* **WHAT YOU NEED TO DO**:
Go through the records and copy each line where the word "None" occurs.

* **ENTRIES SUPPLIED**:

++++++

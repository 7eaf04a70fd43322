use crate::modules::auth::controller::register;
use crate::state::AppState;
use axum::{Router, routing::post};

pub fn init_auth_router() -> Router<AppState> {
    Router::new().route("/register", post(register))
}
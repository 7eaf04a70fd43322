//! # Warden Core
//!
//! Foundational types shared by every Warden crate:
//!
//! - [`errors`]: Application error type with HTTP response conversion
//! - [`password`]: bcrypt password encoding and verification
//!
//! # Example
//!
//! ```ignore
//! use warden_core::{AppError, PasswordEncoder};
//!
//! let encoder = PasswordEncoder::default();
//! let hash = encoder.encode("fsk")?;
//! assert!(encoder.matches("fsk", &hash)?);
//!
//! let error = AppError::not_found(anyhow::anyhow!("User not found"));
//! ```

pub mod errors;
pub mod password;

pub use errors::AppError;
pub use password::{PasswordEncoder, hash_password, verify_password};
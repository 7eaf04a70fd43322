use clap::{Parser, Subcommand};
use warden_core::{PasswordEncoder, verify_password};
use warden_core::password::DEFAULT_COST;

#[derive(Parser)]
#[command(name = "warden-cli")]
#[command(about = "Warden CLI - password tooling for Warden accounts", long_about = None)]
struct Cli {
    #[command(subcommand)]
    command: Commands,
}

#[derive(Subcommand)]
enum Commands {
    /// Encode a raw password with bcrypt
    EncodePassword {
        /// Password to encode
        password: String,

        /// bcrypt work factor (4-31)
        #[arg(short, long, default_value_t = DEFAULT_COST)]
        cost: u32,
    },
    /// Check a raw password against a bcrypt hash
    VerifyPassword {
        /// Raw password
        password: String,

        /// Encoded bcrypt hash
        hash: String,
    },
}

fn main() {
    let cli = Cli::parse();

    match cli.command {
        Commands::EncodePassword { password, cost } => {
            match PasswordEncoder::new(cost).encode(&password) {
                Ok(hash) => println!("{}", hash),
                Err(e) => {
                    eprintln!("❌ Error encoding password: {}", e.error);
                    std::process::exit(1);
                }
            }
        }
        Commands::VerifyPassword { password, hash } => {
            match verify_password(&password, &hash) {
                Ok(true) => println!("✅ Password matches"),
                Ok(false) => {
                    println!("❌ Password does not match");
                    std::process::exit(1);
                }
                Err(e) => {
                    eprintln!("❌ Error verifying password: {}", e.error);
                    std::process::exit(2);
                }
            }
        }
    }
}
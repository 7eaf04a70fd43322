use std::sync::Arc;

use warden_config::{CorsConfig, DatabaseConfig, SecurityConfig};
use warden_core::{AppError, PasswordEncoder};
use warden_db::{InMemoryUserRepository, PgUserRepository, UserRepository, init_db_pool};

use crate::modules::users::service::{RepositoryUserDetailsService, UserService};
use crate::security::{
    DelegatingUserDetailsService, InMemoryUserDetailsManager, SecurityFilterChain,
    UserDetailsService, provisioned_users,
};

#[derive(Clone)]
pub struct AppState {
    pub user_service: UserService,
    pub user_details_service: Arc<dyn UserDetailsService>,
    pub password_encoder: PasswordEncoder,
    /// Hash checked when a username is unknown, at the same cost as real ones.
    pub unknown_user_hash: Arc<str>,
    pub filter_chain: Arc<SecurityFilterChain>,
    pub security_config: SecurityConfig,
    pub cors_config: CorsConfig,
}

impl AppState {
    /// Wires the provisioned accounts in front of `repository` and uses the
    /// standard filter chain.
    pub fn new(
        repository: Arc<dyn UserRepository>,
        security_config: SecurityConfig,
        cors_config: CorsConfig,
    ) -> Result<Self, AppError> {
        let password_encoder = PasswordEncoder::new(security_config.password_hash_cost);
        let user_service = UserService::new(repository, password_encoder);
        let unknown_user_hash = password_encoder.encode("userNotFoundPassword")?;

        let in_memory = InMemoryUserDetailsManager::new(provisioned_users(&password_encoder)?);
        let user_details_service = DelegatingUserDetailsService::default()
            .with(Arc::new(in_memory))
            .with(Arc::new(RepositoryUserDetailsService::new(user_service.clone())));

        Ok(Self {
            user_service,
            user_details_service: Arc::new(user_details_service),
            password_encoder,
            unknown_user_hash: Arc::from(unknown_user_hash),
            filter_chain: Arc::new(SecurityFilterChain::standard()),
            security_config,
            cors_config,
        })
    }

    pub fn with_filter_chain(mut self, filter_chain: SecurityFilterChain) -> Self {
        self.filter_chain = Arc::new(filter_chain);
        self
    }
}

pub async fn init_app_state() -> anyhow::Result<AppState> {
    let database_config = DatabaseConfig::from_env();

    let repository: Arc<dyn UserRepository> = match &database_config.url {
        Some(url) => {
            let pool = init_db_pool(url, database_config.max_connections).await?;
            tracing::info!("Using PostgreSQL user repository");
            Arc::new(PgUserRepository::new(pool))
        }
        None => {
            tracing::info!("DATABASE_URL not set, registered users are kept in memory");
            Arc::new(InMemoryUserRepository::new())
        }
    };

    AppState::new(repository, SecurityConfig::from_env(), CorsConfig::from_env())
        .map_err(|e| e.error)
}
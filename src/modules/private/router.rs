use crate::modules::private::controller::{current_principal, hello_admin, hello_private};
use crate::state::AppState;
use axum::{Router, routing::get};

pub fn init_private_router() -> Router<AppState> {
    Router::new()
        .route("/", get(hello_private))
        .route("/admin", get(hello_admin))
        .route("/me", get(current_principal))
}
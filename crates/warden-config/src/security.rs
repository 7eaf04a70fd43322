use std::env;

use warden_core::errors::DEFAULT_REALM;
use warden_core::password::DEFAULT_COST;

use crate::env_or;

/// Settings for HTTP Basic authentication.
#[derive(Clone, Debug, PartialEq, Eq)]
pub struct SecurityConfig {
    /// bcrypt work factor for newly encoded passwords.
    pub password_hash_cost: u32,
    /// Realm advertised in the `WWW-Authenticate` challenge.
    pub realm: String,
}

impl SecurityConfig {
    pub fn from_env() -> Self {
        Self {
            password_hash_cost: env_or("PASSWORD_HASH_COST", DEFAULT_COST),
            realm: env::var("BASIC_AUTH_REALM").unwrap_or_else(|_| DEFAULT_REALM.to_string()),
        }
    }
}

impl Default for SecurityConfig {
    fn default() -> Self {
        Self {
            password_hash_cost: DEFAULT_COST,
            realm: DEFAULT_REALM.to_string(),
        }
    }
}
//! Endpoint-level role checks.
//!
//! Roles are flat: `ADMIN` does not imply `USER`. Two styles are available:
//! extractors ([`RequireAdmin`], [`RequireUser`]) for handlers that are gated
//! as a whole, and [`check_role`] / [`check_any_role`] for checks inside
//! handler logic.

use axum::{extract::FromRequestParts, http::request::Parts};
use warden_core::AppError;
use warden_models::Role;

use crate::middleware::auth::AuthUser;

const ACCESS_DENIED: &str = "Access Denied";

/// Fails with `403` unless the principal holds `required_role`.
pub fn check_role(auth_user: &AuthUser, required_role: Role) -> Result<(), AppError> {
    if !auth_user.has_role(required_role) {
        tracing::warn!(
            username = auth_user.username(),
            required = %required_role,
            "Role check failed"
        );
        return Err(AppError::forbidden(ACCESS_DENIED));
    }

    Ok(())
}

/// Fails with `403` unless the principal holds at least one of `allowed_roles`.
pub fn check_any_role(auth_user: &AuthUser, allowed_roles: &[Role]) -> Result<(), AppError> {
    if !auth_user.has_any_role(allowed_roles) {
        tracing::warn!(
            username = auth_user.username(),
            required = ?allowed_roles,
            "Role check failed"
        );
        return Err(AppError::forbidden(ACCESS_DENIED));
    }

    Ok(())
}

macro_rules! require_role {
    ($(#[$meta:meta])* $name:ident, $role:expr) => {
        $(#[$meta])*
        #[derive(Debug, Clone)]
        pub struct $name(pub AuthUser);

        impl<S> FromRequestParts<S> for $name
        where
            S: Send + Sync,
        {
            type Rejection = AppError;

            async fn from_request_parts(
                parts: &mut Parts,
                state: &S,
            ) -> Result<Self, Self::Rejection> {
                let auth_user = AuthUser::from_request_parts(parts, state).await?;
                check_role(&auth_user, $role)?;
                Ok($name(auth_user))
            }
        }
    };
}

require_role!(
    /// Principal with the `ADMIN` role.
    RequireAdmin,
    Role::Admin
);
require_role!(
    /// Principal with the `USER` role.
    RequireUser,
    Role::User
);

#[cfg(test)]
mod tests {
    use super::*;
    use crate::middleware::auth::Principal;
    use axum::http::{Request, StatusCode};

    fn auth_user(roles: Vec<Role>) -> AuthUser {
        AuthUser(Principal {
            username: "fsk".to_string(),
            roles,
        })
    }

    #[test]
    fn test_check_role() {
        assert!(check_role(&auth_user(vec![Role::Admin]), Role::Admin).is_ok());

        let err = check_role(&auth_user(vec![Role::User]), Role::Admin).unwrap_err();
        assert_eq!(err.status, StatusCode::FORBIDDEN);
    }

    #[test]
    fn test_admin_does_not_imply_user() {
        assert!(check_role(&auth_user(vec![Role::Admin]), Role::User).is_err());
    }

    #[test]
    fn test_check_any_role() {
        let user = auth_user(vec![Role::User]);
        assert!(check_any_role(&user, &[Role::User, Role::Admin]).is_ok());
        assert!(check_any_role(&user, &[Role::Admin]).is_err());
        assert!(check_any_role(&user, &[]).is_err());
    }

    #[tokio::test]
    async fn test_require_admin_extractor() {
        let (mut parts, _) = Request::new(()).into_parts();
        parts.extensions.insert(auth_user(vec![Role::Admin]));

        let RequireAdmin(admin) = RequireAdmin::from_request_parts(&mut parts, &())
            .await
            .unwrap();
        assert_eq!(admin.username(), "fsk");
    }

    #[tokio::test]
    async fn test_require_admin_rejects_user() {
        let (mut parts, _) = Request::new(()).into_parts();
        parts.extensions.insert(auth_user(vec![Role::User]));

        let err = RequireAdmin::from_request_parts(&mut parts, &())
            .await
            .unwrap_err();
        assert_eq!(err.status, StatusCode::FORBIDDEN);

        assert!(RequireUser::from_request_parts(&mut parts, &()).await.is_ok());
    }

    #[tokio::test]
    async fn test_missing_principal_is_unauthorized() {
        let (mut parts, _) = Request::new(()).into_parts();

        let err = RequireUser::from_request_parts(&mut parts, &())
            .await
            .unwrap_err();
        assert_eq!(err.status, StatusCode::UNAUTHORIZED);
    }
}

++++++

* **TASK ANSWER**:
#[command(about = "Warden CLI - password tooling for Warden accounts", long_about = None)]
        None => {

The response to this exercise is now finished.